Figure 2: Simplified de Bruijn graph

===Error removal===
Errors in the graph can be caused by the sequencing process or it could simply be that the biological sample contains some errors (for example polymorphisms).
Velvet recognizes three kinds of errors: tips; bubbles; and erroneous connections.

====Tips====
A node is considered a tip and should be erased if it is disconnected on one of its ends, the length of the information stored in the node is shorter than 2k, and the arc leading to this node has a low multiplicity (number of times the arc was found during the construction of the graph) and as a result cannot be compared to other alternative paths. Once these errors are removed, the graph once again undergoes simplification.

Figure 3: Example of tips

====Bubbles====
Bubbles are generated when two distinct paths start and end at the same nodes. Normally bubbles are caused by errors or biological variants. These errors are removed using the Tour Bus algorithm, which is similar to a Dijkstra's algorithm, a breadth-first search that detects the best path to follow and determines which ones should be erased. A simple example is shown in figure 4.
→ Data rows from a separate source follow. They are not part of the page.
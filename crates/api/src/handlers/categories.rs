//! Handler for the `/categories` reference-data resource.

use aiforge_db::models::category::Category;
use aiforge_db::repositories::CategoryRepo;
use axum::extract::State;
use axum::Json;

use crate::error::AppResult;
use crate::response::DataResponse;
use crate::state::AppState;

/// GET /api/v1/categories
///
/// List the category taxonomy (seeded reference data).
pub async fn list_categories(
    State(state): State<AppState>,
) -> AppResult<Json<DataResponse<Vec<Category>>>> {
    let categories = CategoryRepo::list(&state.pool).await?;
    Ok(Json(DataResponse { data: categories }))
}
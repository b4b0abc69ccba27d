//! Bilingual header-alias resolution.
//!
//! Upload headers come from whatever spreadsheet template the school used,
//! so each logical field is known under a small closed set of Arabic and
//! English spellings. Resolution walks the aliases in priority order and
//! applies the same emptiness rules everywhere.

use report_common::{RawRow, UNKNOWN_LABEL};
use serde_json::Value;

/// Priority-ordered header aliases for one logical field.
#[derive(Debug, Clone, Copy)]
pub struct FieldAliases {
    names: &'static [&'static str],
}

/// Mark upload: the student name, required for a row to be kept.
pub const FULL_NAME: FieldAliases = FieldAliases {
    names: &["الاسم الكامل", "Full Name", "full name", "full_name"],
};

/// Mark upload: subject name.
pub const COURSE: FieldAliases = FieldAliases {
    names: &["المادة", "Course", "course"],
};

/// Mark upload: numeric total, possibly with a grade suffix.
pub const TOTAL: FieldAliases = FieldAliases {
    names: &["المجموع", "Total", "total"],
};

/// Roster upload: canonical name spelling, required for a row to be kept.
pub const CORRECTED_NAME: FieldAliases = FieldAliases {
    names: &["الاسم المصحح", "Corrected Name", "corrected name", "corrected_name"],
};

/// Roster upload: classroom/section label.
pub const CLASSROOM: FieldAliases = FieldAliases {
    names: &["الصف", "Classroom", "classroom"],
};

impl FieldAliases {
    /// First non-empty value under any alias, in priority order.
    #[must_use]
    pub fn resolve<'a>(&self, row: &'a RawRow) -> Option<&'a Value> {
        self.names
            .iter()
            .find_map(|name| row.get(*name).filter(|v| has_content(v)))
    }

    /// Resolved value as display text, or the unknown placeholder.
    #[must_use]
    pub fn resolve_text(&self, row: &RawRow) -> String {
        match self.resolve(row) {
            Some(Value::String(s)) => s.clone(),
            Some(other) => other.to_string(),
            None => UNKNOWN_LABEL.to_string(),
        }
    }
}

/// Emptiness rule shared by every field: null, blank strings and zero all
/// fall through to the next alias.
fn has_content(value: &Value) -> bool {
    match value {
        Value::Null => false,
        Value::String(s) => !s.trim().is_empty(),
        Value::Number(n) => n.as_f64().is_some_and(|f| f != 0.0),
        Value::Bool(b) => *b,
        Value::Array(_) | Value::Object(_) => true,
    }
}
Figure 4: Example of bubble erase

This process is also shown in figure 5 following on from the examples shown in figures 1 and 2.

Figure 5: Example of bubble detection

====Erroneous connections====
These are connections that do not generate correct paths or do not create any recognizable structures within the graph. Velvet erases these errors after completion of the Tour Bus algorithm, applying a simple coverage cut-off that must be defined by the user.

==Velvet commands==
Velvet provides the following functions:
- velveth
  This command helps to construct the data set (hashes the reads) for velvetg and includes information about the meaning of each sequence files.
- velvetg
  This command builds the de Bruijn graph from the k-mers obtained by velveth and runs simplification and error correction over the graph. It then extracts the contigs.

After running velvetg a number of files are generated. Most importantly, a file of contigs contains the sequences of the contigs longer than 2k, where k is the word-length used in velveth.

For more detail and examples refer to the Velvet Manual

==Motivation==
Current DNA sequencing technologies, including NGS, are limited on the basis that genomes are much larger than any read length. Typically, NGS operate with small reads, less than 400 bp, and have a much lower cost per read than previous first generation machines. They are also simpler to operate with higher parallel operation and higher yield.

However, short reads contain less information than larger reads thus requiring a higher assembly read coverage to allow for detectable overlaps. This in turn increases the complexity of the sequencing and significantly increases computational requirements. A larger number of reads also increases the size of the overlap graph, making it more difficult and lengthy to compute. The connections between the reads become more indistinct due to the decrease in overlapping sections leading to a greater possibility of errors.

To overcome these issues, dynamic sequencing programs that are efficient, highly cost effective and able to resolve errors and repeats were developed. Velvet algorithms was designed for this and are able to perform short read de novo sequencing alignment in relatively short computational time and with lower memory usage compared to other assemblers.

==Graphical interface==
One of the main drawbacks in the use of Velvet is the use of the command-line interface and the difficulties users, especially beginners, face in the implementation of their data. A graphical user interface for the Velvet assembler was developed in 2012 and designed to overcome this problem and simplify the running of Velvet.